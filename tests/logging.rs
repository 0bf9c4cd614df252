use std::fs;
use std::io::{self, Write};
use std::sync::{Arc, Mutex};
use std::thread;
use std::time::Duration;

use aegis_kernel::logger::init_logger;
use aegis_kernel::prelude::*;
use aegis_kernel::protocol::AegisCommand;
use tracing::{Level, Metadata};
use tracing_subscriber::{
    fmt,
    layer::{Context, Filter, SubscriberExt},
    Layer, Registry,
};

use common::{start_kernel, survivor, test_config, TestAgent};

mod common;

struct WarnOnlyFilter;
impl<S> Filter<S> for WarnOnlyFilter {
    fn enabled(&self, meta: &Metadata<'_>, _cx: &Context<'_, S>) -> bool {
        meta.level() <= &Level::WARN
    }
}

#[derive(Clone, Default)]
struct Captured(Arc<Mutex<Vec<u8>>>);

impl Write for Captured {
    fn write(&mut self, buf: &[u8]) -> io::Result<usize> {
        self.0.lock().unwrap().extend_from_slice(buf);
        Ok(buf.len())
    }

    fn flush(&mut self) -> io::Result<()> {
        Ok(())
    }
}

/// A subscriber that keeps warnings and errors in memory.
fn warning_capture() -> (Captured, impl tracing::Subscriber + Send + Sync) {
    let captured = Captured::default();
    let writer = captured.clone();
    let reg = Registry::default().with(
        fmt::layer()
            .without_time()
            .with_ansi(false)
            .with_writer(move || writer.clone())
            .with_filter(WarnOnlyFilter),
    );
    (captured, reg)
}

impl Captured {
    fn text(&self) -> String {
        String::from_utf8(self.0.lock().unwrap().clone()).unwrap()
    }
}

#[test]
fn warnings_reach_a_scoped_subscriber() {
    let (captured, reg) = warning_capture();

    let config = test_config(1, 1).with_idle_timeout(Duration::from_millis(100));
    let world = AegisWorld::build(&WorldDescription::empty(2, 2, 1, 10), true).unwrap();
    tracing::subscriber::with_default(reg, || {
        let mut kernel = Kernel::new(config, world, MemoryReplay::new());
        kernel.run().unwrap();
    });

    let text = captured.text();
    assert!(text.contains("idle for too long"));
    assert!(!text.contains("kernel shut down"));
}

#[test]
fn crashed_agent_gets_no_death_card() {
    let (captured, reg) = warning_capture();

    let description = WorldDescription::empty(4, 4, 3, 100)
        .with_spawn(Location::new(1, 1), None)
        .with_stack(Location::new(3, 3), 1, vec![survivor(50)]);
    let world = AegisWorld::build(&description, true).unwrap();
    let mut kernel = Kernel::new(test_config(2, 1), world, MemoryReplay::new());
    let addr = kernel.listen().unwrap();

    // the kernel logs on this thread, so the agents play on another one
    let agents = thread::spawn(move || {
        let mut x = TestAgent::connect(addr, "alpha");
        let mut y = TestAgent::connect(addr, "beta");
        x.start_turn();
        x.crash();
        y.play(None);
        assert_eq!(y.receive(), AegisCommand::Disconnect);
    });
    let summary = tracing::subscriber::with_default(reg, || kernel.run().unwrap());
    agents.join().unwrap();

    assert_eq!(summary.rounds_played, 1);
    assert!(kernel.replay().text().contains("Dead_Agents; { (1, 1), };\n"));
    let text = captured.text();
    assert!(text.contains("agent crashed during its turn"));
    assert!(!text.contains("send failed"));
}

#[test]
fn file_logger_records_the_run() {
    let dir = std::env::temp_dir().join(format!("aegis_logging_{}", std::process::id()));
    fs::create_dir_all(&dir).unwrap();
    let path = dir.join("kernel_log.txt");

    let written = init_logger(Some(&path)).unwrap();
    assert_eq!(written, path);
    // a second global subscriber is refused instead of panicking
    assert!(init_logger(Some(&dir.join("other.txt"))).is_err());

    // a kernel asking for its own log file keeps writing to the installed one
    let config = test_config(1, 1)
        .with_idle_timeout(Duration::from_millis(100))
        .with_log(true);
    let (_, kernel) = start_kernel(config, &WorldDescription::empty(2, 2, 1, 10));
    let (_, summary) = kernel.join().unwrap();
    assert_eq!(summary.unwrap().end_reason, EndReason::IdleTimeout);
    assert_eq!(fs::read_dir(&dir).unwrap().count(), 1);

    let log = fs::read_to_string(&path).unwrap();
    assert!(log.contains("keeping the current subscriber"));
    assert!(log.contains("idle for too long"));
    assert!(log.contains("kernel shut down"));

    fs::remove_dir_all(&dir).unwrap();
}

> _Work order_
Scan the preceding listing for the string "build" and copy every line where it occurs.

> _Solution to the exercise_
    let world = AegisWorld::build(&WorldDescription::empty(2, 2, 1, 10), true).unwrap();
    let world = AegisWorld::build(&description, true).unwrap();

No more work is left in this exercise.